Saved entries:
******
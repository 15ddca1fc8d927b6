//! A coverage session: the tree for one test run, built on first use.

use std::sync::Arc;

use tokio_util::sync::CancellationToken;
use tracing::{debug, warn};

use crate::aggregate::CoverageTree;
use crate::cache::AsyncCache;
use crate::error::{CovtreeError, Result};
use crate::node::CoverageNode;
use crate::provider::CoverageProvider;
use crate::uri::ResourceUri;

pub struct CoverageSession {
    provider: Arc<dyn CoverageProvider>,
    tree: AsyncCache<Arc<CoverageTree>>,
}

impl CoverageSession {
    pub fn new(provider: Arc<dyn CoverageProvider>) -> Self {
        Self {
            provider,
            tree: AsyncCache::new("coverage-tree"),
        }
    }

    /// The fully aggregated tree.
    ///
    /// The first call asks the provider for the file list and builds the
    /// tree; calls made meanwhile wait on that same build. Once built, the
    /// same tree is returned for the life of the session. A failed or
    /// cancelled build is reported to everyone waiting on it and the next
    /// call starts over.
    ///
    /// The build runs under the token of the call that started it. Once that
    /// token is cancelled, a call with a live token starts a new build
    /// rather than joining the doomed one.
    pub async fn all_files(&self, token: &CancellationToken) -> Result<Arc<CoverageTree>> {
        let provider = Arc::clone(&self.provider);
        let owned = token.clone();
        let outcome = self
            .tree
            .get_or_try_init(token, move || async move {
                let records = tokio::select! {
                    biased;
                    _ = owned.cancelled() => Err(CovtreeError::Cancelled),
                    records = provider.provide_file_coverage(&owned) => records,
                }?;
                debug!(files = records.len(), "provider listed files");
                CoverageTree::build(records, &provider).map(Arc::new)
            })
            .await;
        if let Err(err) = &outcome {
            warn!(error = %err, "building coverage tree failed");
        }
        outcome
    }

    /// Node stored under `uri`, or `None` if the run has no such position.
    pub async fn get_uri(
        &self,
        uri: &ResourceUri,
        token: &CancellationToken,
    ) -> Result<Option<Arc<CoverageNode>>> {
        let tree = self.all_files(token).await?;
        Ok(tree.get(uri))
    }

    /// The tree, if a build has already succeeded.
    pub fn cached_tree(&self) -> Option<Arc<CoverageTree>> {
        self.tree.peek()
    }

    /// Number of builds started so far.
    #[must_use]
    pub fn build_attempts(&self) -> u64 {
        self.tree.attempts()
    }
}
******
Set down the lines above as they stand, starting with the first line and ending with the line that contains "pub struct CoverageSession".

=== FINAL ANSWER ===
repository 15ddca1fc8d927b6
//! A coverage session: the tree for one test run, built on first use.

use std::sync::Arc;

use tokio_util::sync::CancellationToken;
use tracing::{debug, warn};

use crate::aggregate::CoverageTree;
use crate::cache::AsyncCache;
use crate::error::{CovtreeError, Result};
use crate::node::CoverageNode;
use crate::provider::CoverageProvider;
use crate::uri::ResourceUri;

pub struct CoverageSession {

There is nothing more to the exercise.